Illustration of the path-integral contour with replica number $n=3$. The forward contours ($\sigma =+$, the time $u$ increases from 0 to $t$) start from the right, and are connected to the backward contours ($\sigma =-, u$ decreases from $t$ to 0), which end at the left. In the subsystem $A$ (and not $B$), a cyclic permutation is applied when connecting the forward and backward contours, as indicated by the dashed lines.

Figure 6

Entanglement entropy (Renyi, $n=2$, equal bipartition) in a quantum quench from a DHS product state (61), with $s_1=s_{N/2+1},s_2=s_{N/2+2},\cdots$ equally spaced on the great circle $\{x=0\}$ of the Bloch sphere (example 3 in Sec. 5c2). The two panels correspond to two Hamiltonians. (a) LMG model $H={\sum }_j{S}_j^x+J{\sum }_{jk}{S}_j^z{S}_k^z/\left(2S\right)$, where $S=N/2$ and $J=2$. Note that we need to use the “$1/N$ normalization” (1). (b) The isotropic Euler top $H={\sum }_{jk,a}{S}_j^a{S}_k^a/\left(2S\right)$. the finite-$N$ numerical data (obtained from direct simulation) are compared to semiclassical prediction [obtained from the one-loop determinant (90) discretized in time], as well as to the asymptotic logarithmic growth prediction $S_2\sim clnt$ (115), (119), respectively. For each $N$, we measure the saturation value $S_{2,max}$ as the first local maximum of $S_2$ (indicated by a star).

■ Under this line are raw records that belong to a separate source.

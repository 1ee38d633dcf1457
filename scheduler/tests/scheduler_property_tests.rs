// Property-based tests for minute alignment and scheduler configuration

use chrono::{DateTime, TimeZone, Utc};
use common::config::SchedulerConfig;
use common::scheduler::alignment_delay;
use proptest::prelude::*;
use std::time::Duration;

const MINUTE: Duration = Duration::from_secs(60);

fn timestamp(micros: i64) -> DateTime<Utc> {
    let secs = micros.div_euclid(1_000_000);
    let nanos = (micros.rem_euclid(1_000_000) * 1_000) as u32;
    DateTime::from_timestamp(secs, nanos).unwrap()
}

/// *For any* start time T, the first trigger is scheduled at the next minute
/// boundary strictly after T, never more than one minute away.
#[test]
fn property_first_trigger_lands_on_next_minute() {
    // 2001-09-09 .. 2096-ish, microsecond resolution
    proptest!(|(micros in 1_000_000_000_000_000i64..4_000_000_000_000_000i64)| {
        let now = timestamp(micros);
        let delay = alignment_delay(now, MINUTE);

        prop_assert!(delay > Duration::ZERO);
        prop_assert!(delay <= MINUTE);

        let target = micros + delay.as_micros() as i64;
        prop_assert_eq!(target.rem_euclid(60_000_000), 0);
    });
}

/// *For any* second-of-minute S, the delay is exactly 60 - S seconds.
#[test]
fn property_delay_matches_seconds_into_minute() {
    proptest!(|(
        hour in 0u32..24u32,
        minute in 0u32..60u32,
        second in 1u32..60u32
    )| {
        let now = Utc.with_ymd_and_hms(2024, 6, 15, hour, minute, second).unwrap();
        let delay = alignment_delay(now, MINUTE);
        prop_assert_eq!(delay, Duration::from_secs(u64::from(60 - second)));
    });
}

/// *For any* alignment period P, the delay stays in (0, P].
#[test]
fn property_delay_bounded_by_alignment() {
    proptest!(|(
        micros in 1_000_000_000_000_000i64..4_000_000_000_000_000i64,
        period_secs in 1u64..3600u64
    )| {
        let period = Duration::from_secs(period_secs);
        let delay = alignment_delay(timestamp(micros), period);
        prop_assert!(delay > Duration::ZERO);
        prop_assert!(delay <= period);
    });
}

/// *For any* requested num_threads, exactly one unit of execution is used.
#[test]
fn property_num_threads_always_one() {
    proptest!(|(requested in any::<i64>())| {
        let config = SchedulerConfig {
            worker: Some("/srv/worker".to_string()),
            num_threads: requested,
            ..SchedulerConfig::default()
        };
        prop_assert_eq!(config.bind().unwrap().num_threads, 1);
    });
}

/// *For any* tick interval, a dispatch timeout at or below it is rejected.
#[test]
fn property_dispatch_timeout_must_exceed_interval() {
    proptest!(|(
        interval in 1u64..3600u64,
        slack in 0u64..3600u64
    )| {
        let too_short = SchedulerConfig {
            tick_interval_seconds: interval,
            dispatch_timeout_seconds: interval.saturating_sub(slack),
            ..SchedulerConfig::default()
        };
        prop_assert!(too_short.dispatcher_config().is_err());

        let long_enough = SchedulerConfig {
            tick_interval_seconds: interval,
            dispatch_timeout_seconds: interval + slack + 1,
            ..SchedulerConfig::default()
        };
        let config = long_enough.dispatcher_config().unwrap();
        prop_assert!(config.dispatch_timeout > config.tick_interval);
    });
}

#[test]
fn test_scheduler_config_defaults() {
    let config = SchedulerConfig::default();
    assert_eq!(config.num_threads, 1);
    assert_eq!(config.tick_interval_seconds, 60);
    assert_eq!(config.dispatch_timeout_seconds, 65);
    assert!(config.worker.is_none());
}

Inset: The $N$ dependence of $S_{2,max}$, compared to $\frac{c}{2}lnN$ [see Eq. (120)]. The simulated time evolution is Trotterized (kicked) with $\delta t=0.5$, see (122) and Appendix pp7. The semiclassical prediction has the same time discretization, and should thus match exactly the Trotterized numerics in the large $N$ limit.